'''

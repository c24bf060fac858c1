use crate::math::polygon_2d::{signed_area_2d, winding_number};
use crate::math::{Bounds, Point2};

/// A closed loop of points. The closing edge from the last point back to
/// the first is implicit and the first point is never repeated.
///
/// Counter-clockwise rings (positive signed area) bound polygons; clockwise
/// rings are holes.
#[derive(Debug, Clone, PartialEq, Default)]
pub struct Ring {
    pub points: Vec<Point2>,
}

impl Ring {
    /// Creates a ring from its vertices without any cleanup.
    #[must_use]
    pub fn new(points: Vec<Point2>) -> Self {
        Self { points }
    }

    /// Creates a ring from `(x, y)` pairs.
    #[must_use]
    pub fn from_coords(coords: &[(f64, f64)]) -> Self {
        Self::new(coords.iter().map(|&(x, y)| Point2::new(x, y)).collect())
    }

    /// Axis-aligned rectangle, counter-clockwise from `(x0, y0)`.
    #[must_use]
    pub fn rectangle(x0: f64, y0: f64, x1: f64, y1: f64) -> Self {
        Self::from_coords(&[(x0, y0), (x1, y0), (x1, y1), (x0, y1)])
    }

    #[must_use]
    pub fn len(&self) -> usize {
        self.points.len()
    }

    #[must_use]
    pub fn is_empty(&self) -> bool {
        self.points.is_empty()
    }

    /// Signed area, positive for counter-clockwise rings.
    #[must_use]
    pub fn signed_area(&self) -> f64 {
        signed_area_2d(&self.points)
    }

    #[must_use]
    pub fn area(&self) -> f64 {
        self.signed_area().abs()
    }

    #[must_use]
    pub fn is_ccw(&self) -> bool {
        self.signed_area() > 0.0
    }

    /// Returns the ring traversed in the opposite direction.
    #[must_use]
    pub fn reversed(&self) -> Self {
        let mut points = self.points.clone();
        points.reverse();
        Self { points }
    }

    #[must_use]
    pub fn bounds(&self) -> Option<Bounds> {
        Bounds::of_points(&self.points)
    }

    /// Winding number of the ring around `p`.
    #[must_use]
    pub fn winding_number(&self, p: &Point2) -> i32 {
        winding_number(p, &self.points)
    }
}
use crate::error::DataError;
use crate::geometry::FillRule;

/// Tunable parameters of a boolean operation.
///
/// Both tolerances are relative to the diagonal of the combined bounding box
/// of the two operands, so results do not depend on the absolute scale.
#[derive(Debug, Clone, Copy, PartialEq)]
#[cfg_attr(feature = "serde", derive(serde::Serialize, serde::Deserialize))]
pub struct BooleanOptions {
    /// Snap grid cell size as a fraction of the diagonal.
    ///
    /// Output vertices that coincide with an input vertex keep its exact
    /// coordinates. Computed crossings lie on the grid and may be off the
    /// true crossing by up to half a cell.
    pub snap_tolerance: f64,
    /// Output rings smaller than this fraction of the squared diagonal are
    /// dropped.
    pub area_tolerance: f64,
    pub fill_rule: FillRule,
}

impl Default for BooleanOptions {
    fn default() -> Self {
        Self {
            snap_tolerance: 1e-9,
            area_tolerance: 1e-12,
            fill_rule: FillRule::NonZero,
        }
    }
}

impl BooleanOptions {
    #[must_use]
    pub fn with_snap_tolerance(mut self, snap_tolerance: f64) -> Self {
        self.snap_tolerance = snap_tolerance;
        self
    }

    #[must_use]
    pub fn with_area_tolerance(mut self, area_tolerance: f64) -> Self {
        self.area_tolerance = area_tolerance;
        self
    }

    #[must_use]
    pub fn with_fill_rule(mut self, fill_rule: FillRule) -> Self {
        self.fill_rule = fill_rule;
        self
    }

    /// Checks that the tolerances are usable.
    ///
    /// # Errors
    ///
    /// Returns [`DataError::InvalidParameter`] if `snap_tolerance` is not in
    /// the open interval (0, 1) or `area_tolerance` is negative or not finite.
    pub fn validate(&self) -> Result<(), DataError> {
        if !(self.snap_tolerance.is_finite() && self.snap_tolerance > 0.0 && self.snap_tolerance < 1.0) {
            return Err(DataError::InvalidParameter {
                parameter: "snap_tolerance",
                value: self.snap_tolerance,
                reason: "must be in (0, 1)",
            });
        }
        if !(self.area_tolerance.is_finite() && self.area_tolerance >= 0.0) {
            return Err(DataError::InvalidParameter {
                parameter: "area_tolerance",
                value: self.area_tolerance,
                reason: "must be finite and non-negative",
            });
        }
        Ok(())
    }
}
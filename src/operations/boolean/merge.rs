use slotmap::SecondaryMap;

use super::arrangement::{Arrangement, FaceId};

/// Maximal groups of kept faces connected through shared edges.
#[derive(Debug, Default)]
pub struct Regions {
    region_of: SecondaryMap<FaceId, usize>,
    count: usize,
}

impl Regions {
    #[must_use]
    pub fn region_of(&self, face: FaceId) -> Option<usize> {
        self.region_of.get(face).copied()
    }

    #[must_use]
    pub fn count(&self) -> usize {
        self.count
    }
}

/// Disjoint-set forest with path halving and union by size.
struct DisjointSet {
    parent: Vec<usize>,
    size: Vec<usize>,
}

impl DisjointSet {
    fn new(n: usize) -> Self {
        Self {
            parent: (0..n).collect(),
            size: vec![1; n],
        }
    }

    fn find(&mut self, mut x: usize) -> usize {
        while self.parent[x] != x {
            self.parent[x] = self.parent[self.parent[x]];
            x = self.parent[x];
        }
        x
    }

    fn union(&mut self, a: usize, b: usize) {
        let (mut ra, mut rb) = (self.find(a), self.find(b));
        if ra == rb {
            return;
        }
        if self.size[ra] < self.size[rb] {
            std::mem::swap(&mut ra, &mut rb);
        }
        self.parent[rb] = ra;
        self.size[ra] += self.size[rb];
    }
}

/// Groups kept faces that share an edge into regions. The shared edges are
/// interior to a region and never reach the output.
#[must_use]
pub fn merge_regions(arrangement: &Arrangement, kept: &SecondaryMap<FaceId, bool>) -> Regions {
    let is_kept = |f: FaceId| kept.get(f).copied().unwrap_or(false);

    let mut index: SecondaryMap<FaceId, usize> = SecondaryMap::new();
    for face in arrangement.faces.keys().filter(|&f| is_kept(f)) {
        let next = index.len();
        index.insert(face, next);
    }

    let mut sets = DisjointSet::new(index.len());
    for h in arrangement.half_edges.keys() {
        let (left, right) = (arrangement.face(h), arrangement.face(arrangement.twin(h)));
        if let (Some(&a), Some(&b)) = (index.get(left), index.get(right)) {
            sets.union(a, b);
        }
    }

    let mut dense: Vec<Option<usize>> = vec![None; index.len()];
    let mut regions = Regions::default();
    for (face, &i) in &index {
        let root = sets.find(i);
        let id = *dense[root].get_or_insert_with(|| {
            regions.count += 1;
            regions.count - 1
        });
        regions.region_of.insert(face, id);
    }
    regions
}
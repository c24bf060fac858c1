use std::collections::HashMap;

use crate::error::GeometryError;
use crate::math::{Bounds, Point2};

/// Grid coordinates stay below this many cells per axis, which keeps every
/// predicate on grid points exact in `i128`.
const MAX_GRID_CELLS: f64 = 1_099_511_627_776.0; // 2^40

/// A point on the snap grid.
#[derive(Debug, Clone, Copy, PartialEq, Eq, Hash, PartialOrd, Ord)]
pub struct GridPoint {
    pub x: i64,
    pub y: i64,
}

impl GridPoint {
    #[must_use]
    pub const fn new(x: i64, y: i64) -> Self {
        Self { x, y }
    }
}

/// Twice the signed area of the triangle `abc`; positive when `c` lies to
/// the left of `a -> b`.
#[must_use]
pub fn orient(a: GridPoint, b: GridPoint, c: GridPoint) -> i128 {
    cross(
        i128::from(b.x - a.x),
        i128::from(b.y - a.y),
        i128::from(c.x - a.x),
        i128::from(c.y - a.y),
    )
}

#[must_use]
pub fn cross(ax: i128, ay: i128, bx: i128, by: i128) -> i128 {
    ax * by - ay * bx
}

/// Twice the signed area of a closed ring.
#[must_use]
pub fn doubled_area(ring: &[GridPoint]) -> i128 {
    let n = ring.len();
    (0..n)
        .map(|i| {
            let (a, b) = (ring[i], ring[(i + 1) % n]);
            cross(i128::from(a.x), i128::from(a.y), i128::from(b.x), i128::from(b.y))
        })
        .sum()
}

/// Exact winding number of `p` with respect to a closed ring.
#[must_use]
pub fn winding_number(p: GridPoint, ring: &[GridPoint]) -> i32 {
    let n = ring.len();
    let mut winding = 0;
    for i in 0..n {
        let (a, b) = (ring[i], ring[(i + 1) % n]);
        if a.y <= p.y {
            if b.y > p.y && orient(a, b, p) > 0 {
                winding += 1;
            }
        } else if b.y <= p.y && orient(a, b, p) < 0 {
            winding -= 1;
        }
    }
    winding
}

/// Uniform grid every input coordinate is rounded onto.
///
/// The cell is a power of two, so coordinates that are multiples of the cell
/// map to grid points and back without change.
#[derive(Debug, Clone, Copy, PartialEq)]
pub struct SnapGrid {
    origin_x: f64,
    origin_y: f64,
    cell: f64,
}

impl SnapGrid {
    /// Builds the grid for the given extent. The cell is the largest power of
    /// two not exceeding `snap_tolerance` times the diagonal of `bounds`,
    /// coarsened when the extent would need more than 2^40 cells.
    ///
    /// # Errors
    ///
    /// Returns [`GeometryError::Degenerate`] if the extent has no length.
    #[allow(clippy::cast_possible_truncation)]
    pub fn new(bounds: &Bounds, snap_tolerance: f64) -> Result<Self, GeometryError> {
        let diagonal = bounds.diagonal();
        let target = snap_tolerance * diagonal;
        if !(target.is_finite() && target > 0.0) {
            return Err(GeometryError::Degenerate(format!(
                "cannot derive a snap cell from an extent of {diagonal}"
            )));
        }

        let mut cell = 2f64.powi(target.log2().floor() as i32);
        while cell > target {
            cell *= 0.5;
        }
        while cell * 2.0 <= target {
            cell *= 2.0;
        }
        let extent = bounds.width().max(bounds.height());
        while extent / cell > MAX_GRID_CELLS {
            cell *= 2.0;
        }

        Ok(Self {
            origin_x: (bounds.min_x / cell).floor() * cell,
            origin_y: (bounds.min_y / cell).floor() * cell,
            cell,
        })
    }

    #[must_use]
    pub fn cell(&self) -> f64 {
        self.cell
    }

    /// Rounds a world point to the nearest grid point.
    #[must_use]
    #[allow(clippy::cast_possible_truncation)]
    pub fn snap(&self, p: &Point2) -> GridPoint {
        GridPoint::new(
            ((p.x - self.origin_x) / self.cell).round() as i64,
            ((p.y - self.origin_y) / self.cell).round() as i64,
        )
    }

    #[must_use]
    #[allow(clippy::cast_precision_loss)]
    pub fn to_world(&self, g: GridPoint) -> Point2 {
        Point2::new(
            self.origin_x + g.x as f64 * self.cell,
            self.origin_y + g.y as f64 * self.cell,
        )
    }

    /// Converts a doubled grid area into a world area.
    #[must_use]
    #[allow(clippy::cast_precision_loss)]
    pub fn area_to_world(&self, doubled: i128) -> f64 {
        doubled as f64 * 0.5 * self.cell * self.cell
    }
}

/// World positions of the input vertices, keyed by the grid point they
/// snapped to.
///
/// Output vertices that coincide with an input vertex take its original
/// coordinates instead of the grid position. When several input vertices
/// share a grid point the lexicographically smallest wins, so the choice does
/// not depend on operand order.
#[derive(Debug, Clone, Default)]
pub struct InputVertices {
    points: HashMap<GridPoint, Point2>,
}

impl InputVertices {
    #[must_use]
    pub fn new() -> Self {
        Self::default()
    }

    pub fn insert(&mut self, g: GridPoint, p: Point2) {
        self.points
            .entry(g)
            .and_modify(|q| {
                if p.x.total_cmp(&q.x).then(p.y.total_cmp(&q.y)).is_lt() {
                    *q = p;
                }
            })
            .or_insert(p);
    }

    /// Original coordinates of `g` if an input vertex snapped there, its grid
    /// position otherwise.
    #[must_use]
    pub fn to_world(&self, grid: &SnapGrid, g: GridPoint) -> Point2 {
        self.points.get(&g).copied().unwrap_or_else(|| grid.to_world(g))
    }
}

'''

Task instructions » Go through the data above line by line, count those that contain the string "const", and reply with the count only.

Reply to the exercise » 2